Court Opinion

ID: 9844309
Source: CourtListenerOpinion
Date Created: 2023-09-24 03:00:40.575613+00
Date Added: 2024-06-11T09:15:32.428838
License: Public Domain

Hall, Judge,
dissenting. While the assignment of error relates to a general demurrer to the petition, I think all would agree that the allegations of a consipracy are sufficient even as against a special demurrer. National Bank of Savannah v. Evans, 149 Ga. 67 (2) (99 SE 123); Cook v. Robinson, 216 Ga. 328 (5) (116 SE2d 742); National City Bank of Rome v. Graham, 105 Ga. App. 498, 503 (125 SE2d 223). The question is whether the alleged conspiracy is supported by and combined with a tort which caused damages to the plaintiff. In *223National City Bank of Rome v. Graham, 105 Ga. App. 498, 507, supra, this court, composed of practically the same judges who join in the majority opinion, stated that “the words that the defendants conspired ‘with the full knowledge that . . . petitioner was the efficient cause of the procuring of the purchaser’ for the property ... as against general demurrer, would be sufficient to show a tort.”

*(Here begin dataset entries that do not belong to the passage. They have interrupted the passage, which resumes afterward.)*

use axum::{
    extract::State,
    http::{HeaderMap, StatusCode},
    response::IntoResponse,
    Json,
};
use serde_json::json;
use std::sync::Arc;
use validator::Validate;

use super::ApiError;
use crate::{
    extractors::AppJson,
    middlewares::auth::bearer_token,
    models::user::{LoginRequest, ProviderLoginRequest, RegisterRequest},
    services::{auth_service::AuthError, AppState},
};

/// POST /api/v1/auth/register
pub async fn register(
    State(state): State<Arc<AppState>>,
    AppJson(req): AppJson<RegisterRequest>,
) -> Result<impl IntoResponse, ApiError> {
    req.validate()?;

    let response = state.identity.sign_up(&req.email, &req.password).await?;
    state.sessions.open(&response.user.id).await;

    Ok((StatusCode::CREATED, Json(response)))
}

/// POST /api/v1/auth/login
pub async fn login(
    State(state): State<Arc<AppState>>,
    AppJson(req): AppJson<LoginRequest>,
) -> Result<impl IntoResponse, ApiError> {
    req.validate()?;

    let response = state.identity.sign_in(&req.email, &req.password).await?;
    state.sessions.open(&response.user.id).await;

    Ok(Json(response))
}

/// POST /api/v1/auth/provider
pub async fn provider_login(
    State(state): State<Arc<AppState>>,
    AppJson(req): AppJson<ProviderLoginRequest>,
) -> Result<impl IntoResponse, ApiError> {
    req.validate()?;

    let provider = req.provider.trim().to_ascii_lowercase();
    let response = state
        .identity
        .sign_in_with_provider(&provider, &req.subject, req.email.as_deref())
        .await?;
    state.sessions.open(&response.user.id).await;

    Ok(Json(response))
}

/// POST /api/v1/auth/logout
pub async fn logout(
    State(state): State<Arc<AppState>>,
    headers: HeaderMap,
) -> Result<impl IntoResponse, ApiError> {
    let token = bearer_token(&headers).ok_or(AuthError::InvalidToken)?;
    let user_id = state.identity.sign_out(token).await?;
    state.sessions.close(&user_id).await;

    Ok(Json(json!({ "message": "Logged out successfully" })))
}

/// GET /api/v1/auth/me
pub async fn get_current_user(
    State(state): State<Arc<AppState>>,
    headers: HeaderMap,
) -> Result<impl IntoResponse, ApiError> {
    let token = bearer_token(&headers).ok_or(AuthError::InvalidToken)?;
    let profile = state.identity.current_user(token).await?;

    Ok(Json(profile))
}
use std::collections::{HashMap, HashSet};
use thiserror::Error;

use crate::models::content::{
    Category, CatalogItem, Challenge, Exercise, Island, Module, QuestionKind,
};

#[derive(Debug, Error, PartialEq, Eq)]
pub enum CatalogError {
    #[error("Duplicate catalog id: {0}")]
    DuplicateId(String),

    #[error("Island {island} lists unknown module {module}")]
    UnknownModule { island: String, module: String },

    #[error("Module {module} is not listed by its island {island}")]
    OrphanModule { module: String, island: String },

    #[error("Module {module} uses tier {tier} which island {island} does not define")]
    MissingBadgeTier {
        module: String,
        island: String,
        tier: &'static str,
    },

    #[error("Question {question} in module {module} is malformed: {reason}")]
    InvalidQuestion {
        module: String,
        question: String,
        reason: String,
    },
}

#[derive(Debug, Clone, Copy)]
enum Slot {
    Island(usize),
    Module(usize),
    Challenge(usize),
    Exercise(usize),
}

/// Read-only content catalog. Built once at start-up and shared behind an `Arc`.
#[derive(Debug, Clone)]
pub struct Catalog {
    islands: Vec<Island>,
    modules: Vec<Module>,
    challenges: Vec<Challenge>,
    exercises: Vec<Exercise>,
    index: HashMap<String, Slot>,
}

impl Catalog {
    pub fn new(
        islands: Vec<Island>,
        modules: Vec<Module>,
        challenges: Vec<Challenge>,
        exercises: Vec<Exercise>,
    ) -> Result<Self, CatalogError> {
        let mut index = HashMap::new();
        let mut insert = |id: &str, slot: Slot| {
            if index.insert(id.to_string(), slot).is_some() {
                return Err(CatalogError::DuplicateId(id.to_string()));
            }
            Ok(())
        };

        for (pos, island) in islands.iter().enumerate() {
            insert(&island.id, Slot::Island(pos))?;
        }
        for (pos, module) in modules.iter().enumerate() {
            insert(&module.id, Slot::Module(pos))?;
        }
        for (pos, challenge) in challenges.iter().enumerate() {
            insert(&challenge.id, Slot::Challenge(pos))?;
        }
        for (pos, exercise) in exercises.iter().enumerate() {
            insert(&exercise.id, Slot::Exercise(pos))?;
        }

        let catalog = Self {
            islands,
            modules,
            challenges,
            exercises,
            index,
        };
        catalog.check_structure()?;

        tracing::debug!(
            islands = catalog.islands.len(),
            modules = catalog.modules.len(),
            challenges = catalog.challenges.len(),
            exercises = catalog.exercises.len(),
            "Catalog built"
        );
        Ok(catalog)
    }

    fn check_structure(&self) -> Result<(), CatalogError> {
        for island in &self.islands {
            for module_id in &island.module_ids {
                let listed_here = self
                    .module(module_id)
                    .is_some_and(|module| module.island_id == island.id);
                if !listed_here {
                    return Err(CatalogError::UnknownModule {
                        island: island.id.clone(),
                        module: module_id.clone(),
                    });
                }
            }
        }

        for module in &self.modules {
            let island = self
                .island(&module.island_id)
                .filter(|island| island.module_ids.contains(&module.id))
                .ok_or_else(|| CatalogError::OrphanModule {
                    module: module.id.clone(),
                    island: module.island_id.clone(),
                })?;

            if !island.badges.contains_key(&module.tier) {
                return Err(CatalogError::MissingBadgeTier {
                    module: module.id.clone(),
                    island: island.id.clone(),
                    tier: module.tier.as_str(),
                });
            }

            let mut question_ids = HashSet::new();
            for question in &module.questions {
                let invalid = |reason: &str| CatalogError::InvalidQuestion {
                    module: module.id.clone(),
                    question: question.id.clone(),
                    reason: reason.to_string(),
                };
                if !question_ids.insert(question.id.as_str()) {
                    return Err(invalid("duplicate question id"));
                }
                match &question.kind {
                    QuestionKind::Scale { min, max } if min >= max => {
                        return Err(invalid("scale min must be below max"));
                    }
                    QuestionKind::MultipleChoice { options } if options.is_empty() => {
                        return Err(invalid("no options"));
                    }
                    QuestionKind::Checkbox {
                        options,
                        max_selectable,
                    } if options.is_empty() || *max_selectable == 0 => {
                        return Err(invalid("no selectable options"));
                    }
                    QuestionKind::Text { max_length } if *max_length == 0 => {
                        return Err(invalid("zero max length"));
                    }
                    _ => {}
                }
            }
        }

        Ok(())
    }

    pub fn islands(&self) -> &[Island] {
        &self.islands
    }

    pub fn modules(&self) -> &[Module] {
        &self.modules
    }

    pub fn challenges(&self) -> &[Challenge] {
        &self.challenges
    }

    pub fn exercises(&self) -> &[Exercise] {
        &self.exercises
    }

    pub fn island(&self, id: &str) -> Option<&Island> {
        match self.index.get(id)? {
            Slot::Island(pos) => self.islands.get(*pos),
            _ => None,
        }
    }

    pub fn module(&self, id: &str) -> Option<&Module> {
        match self.index.get(id)? {
            Slot::Module(pos) => self.modules.get(*pos),
            _ => None,
        }
    }

    pub fn challenge(&self, id: &str) -> Option<&Challenge> {
        match self.index.get(id)? {
            Slot::Challenge(pos) => self.challenges.get(*pos),
            _ => None,
        }
    }

    pub fn exercise(&self, id: &str) -> Option<&Exercise> {
        match self.index.get(id)? {
            Slot::Exercise(pos) => self.exercises.get(*pos),
            _ => None,
        }
    }

    /// Any catalog entry by id.
    pub fn item(&self, id: &str) -> Option<CatalogItem<'_>> {
        let item = match self.index.get(id)? {
            Slot::Island(pos) => CatalogItem::Island(self.islands.get(*pos)?),
            Slot::Module(pos) => CatalogItem::Module(self.modules.get(*pos)?),
            Slot::Challenge(pos) => CatalogItem::Challenge(self.challenges.get(*pos)?),
            Slot::Exercise(pos) => CatalogItem::Exercise(self.exercises.get(*pos)?),
        };
        Some(item)
    }

    /// Modules of an island in the island's order. Empty for unknown islands.
    pub fn modules_of_island(&self, island_id: &str) -> Vec<&Module> {
        self.island(island_id)
            .map(|island| {
                island
                    .module_ids
                    .iter()
                    .filter_map(|id| self.module(id))
                    .collect()
            })
            .unwrap_or_default()
    }

    /// Every entry of a category: islands, then modules, challenges and
    /// exercises, each in definition order.
    pub fn by_category(&self, category: Category) -> Vec<CatalogItem<'_>> {
        let islands = self.islands.iter().map(CatalogItem::Island);
        let modules = self.modules.iter().map(CatalogItem::Module);
        let challenges = self.challenges.iter().map(CatalogItem::Challenge);
        let exercises = self.exercises.iter().map(CatalogItem::Exercise);

        islands
            .chain(modules)
            .chain(challenges)
            .chain(exercises)
            .filter(|item| item.category() == category)
            .collect()
    }

    pub fn islands_by_category(&self, category: Option<Category>) -> Vec<&Island> {
        self.islands
            .iter()
            .filter(|island| category.map_or(true, |c| island.category == c))
            .collect()
    }

    pub fn challenges_by_category(&self, category: Option<Category>) -> Vec<&Challenge> {
        self.challenges
            .iter()
            .filter(|challenge| category.map_or(true, |c| challenge.category == c))
            .collect()
    }

    pub fn exercises_by_category(&self, category: Option<Category>) -> Vec<&Exercise> {
        self.exercises
            .iter()
            .filter(|exercise| category.map_or(true, |c| exercise.category == c))
            .collect()
    }
}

The majority opinion takes the position that the petition fails to allege sufficient facts to support a conclusion that the plaintiff was the procuring cause of the sale. From this holding, I dissent. The petition alleges that the plaintiff had a listing of the Cravey property, obtained from the owner, when he first showed the Cravey and Ponder properties to the McEacherns and the bank in April; that the plaintiff procured from the owner and gave the McEacherns plats of the Cravey property showing how it could be joined with the Ponder property; that on the day the plaintiff showed the Cravey property to the defendants other than Maddox, these defendants informed Maddox that they had seen the Cravey property with the plaintiff and that the McEacherns were interested in purchasing the Cravey property; that at the time Maddox did not have the Cravey property listed; that after the Ponder sale was closed through the plaintiff, McEachern’s wife on June 24 requested the plaintiff to continue negotiations for the purchase of the Cravey property; that the first week in July the McEacherns informed the plaintiff they were not interested in the property; that shortly thereafter on July 22, they contracted to purchase the property through Maddox; that Maddox had never shown them the property.
It must be borne in mind that “in determining whether a broker has earned his commission for procuring a purchaser, it is not necessary that his services shall have been the sole cause, but it is enough if the efforts of the broker, acting on the purchaser, are the efficient cause of his offer.” Lundin v. Kuniansky, 107 Ga. App. 774 (131 SE2d 219). “When considering demurrers, pleadings are construed as a whole and given their natural intendment, and the final test of the sufficiency of a petition is whether the defendant can admit all that is alleged and escape liability.” Belk-Gallant Co. of LaGrange v. Cordell, 107 Ga. App. 785, 787 (131 SE2d 575).
*224In ruling on this general demurrer we must admit that all the plaintiff’s allegations of efforts in seeking to procure this purchase are true; must admit the truth of the allegations that on the day the plaintiff showed the property to the defendants other than Maddox, these defendants informed Maddox, who then had not listed the Cravey property, of McEachern’s interest in the property; and must admit further that the allegation that the defendant broker did not even show the purchaser the property is true. Can it be said as a matter of law that a jury would not be authorized to find that, while the plaintiff’s services were not the sole cause, they were the efficient cause in procuring the purchaser? I think not. See Nottingham v. Wrigley, 221 Ga, 386 (144 SE2d 749).
I am authorized to state that Nichols, P. J., concurs in this dissent.